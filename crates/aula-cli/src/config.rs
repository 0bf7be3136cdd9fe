use std::path::{Path, PathBuf};

use aula_gemini::client::{
    DEFAULT_API_BASE_URL, DEFAULT_MAX_OUTPUT_TOKENS, DEFAULT_MODEL, DEFAULT_TEMPERATURE,
};
use aula_gemini::prompt::REFERENCE_CHAR_BUDGET;
use serde::{Deserialize, Serialize};

/// Current config version. Bump this when adding fields or changing shape.
/// Each bump requires a corresponding entry in [`migrate`].
const CURRENT_VERSION: u32 = 1;

const CONFIG_FILE: &str = "config.json";

/// Optional on-disk settings. The credential is never stored here.
#[derive(Debug, Clone, PartialEq, Serialize, Deserialize)]
#[serde(default)]
pub struct AulaConfig {
    /// Schema version. Missing or 0 = pre-versioned config.
    pub config_version: u32,
    pub model: String,
    pub temperature: f32,
    pub max_output_tokens: u32,
    pub api_base_url: String,
    /// Where `data/bncc.json` and `data/saeb.json` are served from.
    /// `None` disables reference data.
    pub reference_base_url: Option<String>,
    /// Per-dataset character budget. Added in v1.
    pub reference_char_budget: usize,
}

impl Default for AulaConfig {
    fn default() -> Self {
        Self {
            config_version: CURRENT_VERSION,
            model: DEFAULT_MODEL.to_string(),
            temperature: DEFAULT_TEMPERATURE,
            max_output_tokens: DEFAULT_MAX_OUTPUT_TOKENS,
            api_base_url: DEFAULT_API_BASE_URL.to_string(),
            reference_base_url: None,
            reference_char_budget: REFERENCE_CHAR_BUDGET,
        }
    }
}

/// Redacted view of the effective settings, safe to print.
#[derive(Debug, Clone, Serialize)]
pub struct ConfigInfo {
    pub path: String,
    pub from_file: bool,
    pub model: String,
    pub temperature: f32,
    pub max_output_tokens: u32,
    pub api_base_url: String,
    pub reference_base_url: Option<String>,
    pub reference_char_budget: usize,
    pub api_key_hint: Option<String>,
}

pub fn config_dir() -> eyre::Result<PathBuf> {
    let base = dirs::config_dir().ok_or_else(|| eyre::eyre!("no config directory found"))?;
    Ok(base.join("aula"))
}

/// The config file inside `dir`.
pub fn config_file(dir: &Path) -> PathBuf {
    dir.join(CONFIG_FILE)
}

/// Load the config at `path`, or defaults when no file exists.
pub fn load_or_default(path: &Path) -> eyre::Result<AulaConfig> {
    if !path.exists() {
        tracing::debug!(path = %path.display(), "no config file, using defaults");
        return Ok(AulaConfig::default());
    }
    load_config(path)
}

pub fn load_config(path: &Path) -> eyre::Result<AulaConfig> {
    let contents = std::fs::read_to_string(path)
        .map_err(|e| eyre::eyre!("failed to read config at {}: {e}", path.display()))?;

    // Parse as raw JSON so we can run migrations before deserializing.
    let json: serde_json::Value = serde_json::from_str(&contents)?;
    let on_disk_version = json
        .get("config_version")
        .and_then(|v| v.as_u64())
        .unwrap_or(0) as u32;

    let migrated = migrate(json, on_disk_version)?;
    let config: AulaConfig = serde_json::from_value(migrated)?;
    Ok(config)
}

/// Run sequential migrations from `from_version` up to [`CURRENT_VERSION`].
///
/// Each migration is a pure transform on the raw JSON value.
pub fn migrate(mut json: serde_json::Value, from_version: u32) -> eyre::Result<serde_json::Value> {
    if from_version > CURRENT_VERSION {
        return Err(eyre::eyre!(
            "config_version {from_version} is newer than this build supports ({CURRENT_VERSION}). \
             Please update aula."
        ));
    }

    // v0 → v1: `api_url` renamed to `api_base_url`, reference budget added
    if from_version < 1 {
        let obj = json
            .as_object_mut()
            .ok_or_else(|| eyre::eyre!("config is not a JSON object"))?;
        if let Some(url) = obj.remove("api_url") {
            obj.entry("api_base_url").or_insert(url);
        }
        obj.entry("reference_char_budget")
            .or_insert(serde_json::Value::Number(REFERENCE_CHAR_BUDGET.into()));
        obj.insert(
            "config_version".to_string(),
            serde_json::Value::Number(1.into()),
        );
        tracing::info!("migrated config v0 → v1 (api_base_url, reference_char_budget)");
    }

    Ok(json)
}

/// Write `config` into `dir/config.json`, returning the path.
pub fn save_config(dir: &Path, config: &AulaConfig) -> eyre::Result<PathBuf> {
    std::fs::create_dir_all(dir)?;

    // Always write the current version, regardless of what was loaded.
    let mut stamped = config.clone();
    stamped.config_version = CURRENT_VERSION;

    let path = config_file(dir);
    let json = serde_json::to_string_pretty(&stamped)?;

    // Write to a temp file then rename for atomicity
    let tmp_path = dir.join("config.json.tmp");
    std::fs::write(&tmp_path, json.as_bytes())?;

    #[cfg(unix)]
    {
        use std::os::unix::fs::PermissionsExt;
        std::fs::set_permissions(&tmp_path, std::fs::Permissions::from_mode(0o600))?;
    }

    std::fs::rename(&tmp_path, &path)?;

    tracing::info!(path = %path.display(), "config saved");
    Ok(path)
}

pub fn config_info(
    path: &Path,
    config: &AulaConfig,
    api_key: Option<&str>,
) -> ConfigInfo {
    ConfigInfo {
        path: path.display().to_string(),
        from_file: path.exists(),
        model: config.model.clone(),
        temperature: config.temperature,
        max_output_tokens: config.max_output_tokens,
        api_base_url: config.api_base_url.clone(),
        reference_base_url: config.reference_base_url.clone(),
        reference_char_budget: config.reference_char_budget,
        api_key_hint: api_key.map(redact_key),
    }
}

/// Keep only the first and last four characters of a secret.
pub fn redact_key(key: &str) -> String {
    let chars: Vec<char> = key.chars().collect();
    if chars.len() <= 8 {
        return "****".to_string();
    }
    let prefix: String = chars[..4].iter().collect();
    let suffix: String = chars[chars.len() - 4..].iter().collect();
    format!("{prefix}...{suffix}")
}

####################

■ Work to complete ■
Could you return exactly the lines above from the line with "disables reference data." to the line with "pub fn config_dir()", both included, and nothing else?

■ Answer to this problem ■
    /// `None` disables reference data.
    pub reference_base_url: Option<String>,
    /// Per-dataset character budget. Added in v1.
    pub reference_char_budget: usize,
}

impl Default for AulaConfig {
    fn default() -> Self {
        Self {
            config_version: CURRENT_VERSION,
            model: DEFAULT_MODEL.to_string(),
            temperature: DEFAULT_TEMPERATURE,
            max_output_tokens: DEFAULT_MAX_OUTPUT_TOKENS,
            api_base_url: DEFAULT_API_BASE_URL.to_string(),
            reference_base_url: None,
            reference_char_budget: REFERENCE_CHAR_BUDGET,
        }
    }
}

/// Redacted view of the effective settings, safe to print.
#[derive(Debug, Clone, Serialize)]
pub struct ConfigInfo {
    pub path: String,
    pub from_file: bool,
    pub model: String,
    pub temperature: f32,
    pub max_output_tokens: u32,
    pub api_base_url: String,
    pub reference_base_url: Option<String>,
    pub reference_char_budget: usize,
    pub api_key_hint: Option<String>,
}

pub fn config_dir() -> eyre::Result<PathBuf> {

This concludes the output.